Moving Business Forward
One of the interesting areas of discussion was on the business models of HBCUs. There is an idea that some schools operate off of a church model and others on a business model. In response to that, Dr. Lucas shared that HBCU business models are nuanced.
“Well you know how it is with anything that is faith-based or faith-centric in the African American community to run the business like a church on one side, denotes this notion of family and interaction and work and warmth and the necessity of presence and closeness. But on the other side, it often conflicts with the business parts of an organization that usually go with the theme of employment. How performance is preferred over relationships; how people get jobs how they’re placed; and how relationships sometimes supersede productivity. And so oftentimes in our spaces when we talk about the HBCU world, because the church is often, particularly for private HBCUs, is so ingrained into the culture. And not only does the chapel take the central part of our landscape and architecture, but sometimes it also overflows into our business decisions,” said Dr. Lucas.
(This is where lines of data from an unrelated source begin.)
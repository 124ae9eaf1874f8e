//! Browser-side collaborators: REST client.
pub(crate) mod api;
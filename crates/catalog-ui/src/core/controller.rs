//! Catalog request lifecycle: session manager, fetcher, and pagination trigger.
//!
//! # Design
//! - The controller is the only place that talks to the backend and token storage.
//! - Admission (in-flight guard + loading flag) happens inside one store reduction before
//!   the first await, so back-to-back triggers cannot both dispatch.
//! - Responses carry the session epoch they started under; a changed epoch means the
//!   user logged out in the meantime and the response is dropped.
//! - Every failure is converted to a display string in the store; nothing is rethrown to
//!   the view layer.

use crate::core::auth::{Credentials, LoginInputError, TokenStorage, stored_token};
use crate::core::catalog::{
    FETCH_ERROR_FALLBACK, FetchRequest, SkipReason, apply_failure, apply_page, begin_fetch,
    next_page_request, paginate, set_search_term,
};
use crate::core::error::ApiError;
use crate::core::store::{
    StoreHandle, apply_forced_logout, apply_login, apply_login_failure, apply_logout, begin_login,
};
use async_trait::async_trait;
use catalog_api_models::{LoginRequest, LoginResponse, Product};
use thiserror::Error;
use tracing::{debug, info, warn};

/// Fallback message for failed logins without a server message.
pub const LOGIN_ERROR_FALLBACK: &str = "Login failed";

/// Remote catalog API as seen by the controller.
#[async_trait(?Send)]
pub trait CatalogBackend {
    /// Full product listing.
    async fn list_products(&self, token: Option<&str>) -> Result<Vec<Product>, ApiError>;
    /// Products whose name matches `term`.
    async fn search_products(
        &self,
        term: &str,
        token: Option<&str>,
    ) -> Result<Vec<Product>, ApiError>;
    /// Exchange credentials for a bearer token.
    async fn login(&self, request: &LoginRequest) -> Result<LoginResponse, ApiError>;
}

/// Result of one fetch attempt.
#[derive(Clone, Debug, PartialEq, Eq)]
pub enum FetchOutcome {
    /// A page was applied to the store.
    Applied {
        /// Page number applied.
        page: u32,
        /// Products now visible.
        shown: usize,
        /// Size of the server result set.
        total: usize,
        /// Whether more pages remain.
        has_more: bool,
    },
    /// The request was dropped by a guard.
    Skipped(SkipReason),
    /// The session changed while the request was in flight; the response was dropped.
    Stale,
    /// The request failed; the message is already in the store.
    Failed(ApiError),
}

/// Login failures.
#[derive(Clone, Debug, Error, PartialEq, Eq)]
pub enum LoginError {
    /// The form was incomplete; no request was sent.
    #[error(transparent)]
    Input(#[from] LoginInputError),
    /// The server or transport rejected the attempt.
    #[error(transparent)]
    Api(#[from] ApiError),
}

/// Owns the backend, store, and token storage for one app instance.
pub struct CatalogController<B, S, T> {
    backend: B,
    store: S,
    tokens: T,
    page_size: usize,
}

impl<B, S, T> CatalogController<B, S, T>
where
    B: CatalogBackend,
    S: StoreHandle,
    T: TokenStorage,
{
    /// Assemble a controller; `page_size` is clamped to at least one.
    pub fn new(backend: B, store: S, tokens: T, page_size: usize) -> Self {
        Self {
            backend,
            store,
            tokens,
            page_size: page_size.max(1),
        }
    }

    /// Store handle backing this controller.
    pub const fn store(&self) -> &S {
        &self.store
    }

    /// Adopt a persisted token, returning the initial request when one was found.
    pub fn restore_session(&self) -> Option<FetchRequest> {
        let token = stored_token(self.tokens.load())?;
        self.store.reduce(|store| apply_login(store, token));
        info!("restored persisted session");
        Some(FetchRequest::reset(String::new()))
    }

    /// Exchange credentials for a token, persist it, and load the first page.
    ///
    /// # Errors
    /// Returns [`LoginError`] when the form is incomplete or the server rejects the
    /// attempt; the display message is recorded in the store either way.
    pub async fn login(&self, credentials: Credentials) -> Result<FetchOutcome, LoginError> {
        if let Err(err) = credentials.validate() {
            self.store
                .reduce(|store| apply_login_failure(store, err.to_string()));
            return Err(err.into());
        }

        self.store.reduce(begin_login);
        let request = LoginRequest {
            username: credentials.username,
            password: credentials.password,
        };
        let response = match self.backend.login(&request).await {
            Ok(response) if !response.token.trim().is_empty() => response,
            Ok(_) => {
                let err = ApiError::Validation {
                    detail: "login response carried an empty token".to_string(),
                };
                return Err(self.record_login_failure(err).into());
            }
            Err(err) => return Err(self.record_login_failure(err).into()),
        };

        self.tokens.store(&response.token);
        self.store
            .reduce(|store| apply_login(store, response.token));
        info!(username = %request.username, "login succeeded");

        let search_term = self.store.snapshot().catalog.search_term.clone();
        Ok(self.fetch(FetchRequest::reset(search_term)).await)
    }

    fn record_login_failure(&self, err: ApiError) -> ApiError {
        warn!(error = %err, "login failed");
        let message = err.display_message(LOGIN_ERROR_FALLBACK);
        self.store
            .reduce(|store| apply_login_failure(store, message));
        err
    }

    /// Drop the session and clear the catalog view.
    pub fn logout(&self) {
        self.tokens.clear();
        self.store.reduce(apply_logout);
        info!("logged out");
    }

    /// Record the search input immediately, without fetching.
    pub fn update_search(&self, term: String) {
        self.store
            .reduce(|store| set_search_term(&mut store.catalog, term));
    }

    /// Restart the list at page one for `term`.
    pub async fn search(&self, term: String) -> FetchOutcome {
        self.fetch(FetchRequest::reset(term)).await
    }

    /// Fetch the next page for the current search term, when the guards allow.
    ///
    /// Appends normally; restarts at page one when the visible list does not belong to
    /// the current term (a failed or dropped reset).
    pub async fn load_next_page(&self) -> FetchOutcome {
        let snapshot = self.store.snapshot();
        if !snapshot.is_logged_in() {
            return FetchOutcome::Skipped(SkipReason::SignedOut);
        }
        match next_page_request(&snapshot.catalog) {
            Some(request) => self.fetch(request).await,
            None if snapshot.catalog.loading => FetchOutcome::Skipped(SkipReason::InFlight),
            None => FetchOutcome::Skipped(SkipReason::Exhausted),
        }
    }

    /// Run one request through admission, transport, and settlement.
    pub async fn fetch(&self, request: FetchRequest) -> FetchOutcome {
        let mut admission = Err(SkipReason::SignedOut);
        self.store.reduce(|store| {
            if store.is_logged_in() {
                let epoch = store.session.epoch;
                let token = store.token();
                admission = begin_fetch(&mut store.catalog, &request).map(|()| (epoch, token));
            }
        });
        let (epoch, token) = match admission {
            Ok(admitted) => admitted,
            Err(reason) => {
                debug!(%reason, page = request.page, "fetch skipped");
                return FetchOutcome::Skipped(reason);
            }
        };

        debug!(
            term = %request.search_term,
            page = request.page,
            reset = request.reset,
            "fetching products"
        );
        let result = if request.search_term.is_empty() {
            self.backend.list_products(token.as_deref()).await
        } else {
            self.backend
                .search_products(&request.search_term, token.as_deref())
                .await
        };

        if self.store.snapshot().session.epoch != epoch {
            debug!(page = request.page, "discarding response from a previous session");
            return FetchOutcome::Stale;
        }

        match result {
            Ok(all) => {
                let slice = paginate(all, request.page, self.page_size);
                let total = slice.total;
                let has_more = slice.has_more();
                self.store
                    .reduce(|store| apply_page(&mut store.catalog, &request, slice));
                let shown = self.store.snapshot().catalog.products.len();
                info!(page = request.page, shown, total, has_more, "products loaded");
                FetchOutcome::Applied {
                    page: request.page.max(1),
                    shown,
                    total,
                    has_more,
                }
            }
            Err(err) if err.is_authentication() => {
                warn!(error = %err, "session rejected; logging out");
                let message = err.display_message(FETCH_ERROR_FALLBACK);
                self.tokens.clear();
                self.store
                    .reduce(|store| apply_forced_logout(store, message));
                FetchOutcome::Failed(err)
            }
            Err(err) => {
                warn!(error = %err, page = request.page, "product fetch failed");
                let message = err.display_message(FETCH_ERROR_FALLBACK);
                self.store
                    .reduce(|store| apply_failure(&mut store.catalog, &request, message));
                FetchOutcome::Failed(err)
            }
        }
    }
}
Dr. Williams then posed the question, How are you addressing the juxtaposition between faith, mission business, and the coronavirus?
Dr. Lucas responded saying, “The point is simple, that we all are using faith as a lens to grow ourselves towards a deeper level of servitude. And it is that growth of a service-minded individual a servant leader that then allows us to take our personal values, our personal ideals, our personal missions and standards, and to infuse them into the institutions that we serve, through our missions our visions, our core values and ultimately our strategic approach to the work.”
He also shared that ‘pastor corona’ as he likes to call the virus came with a prophetic message. “The message that she’s bringing to us is that you better learn how to do your business in the midst of unexpected trials and tribulations.”
Collaboration Is Key for HBCU Presidents
Dr. Walsh added, “You can’t survive COVID-19 with a great story. You have to do the real work.”
Popularity or the appearance of doing well will not help colleges and universities thrive after the pandemic. Working together will, the HBCU presidents agreed.
“Those who are most successful, who are actually successful are institutions that don’t go it alone. If you think that you can be successful just as an individual institution in your individual context, you’re not going to make it,” said Dr. Walsh.
Forming partnerships and collaboration is key.
“For whatever reason, COVID-19 is more real than all of the other moments that have been threatening to close institutions. It’s because of the volume and everybody experiencing that same anxiety and the same issues all at once—[versus] an institution struggling last year and one five years ago. That’s different. But when everybody’s in it together I think it reveals a number of opportunities,” Walsh added.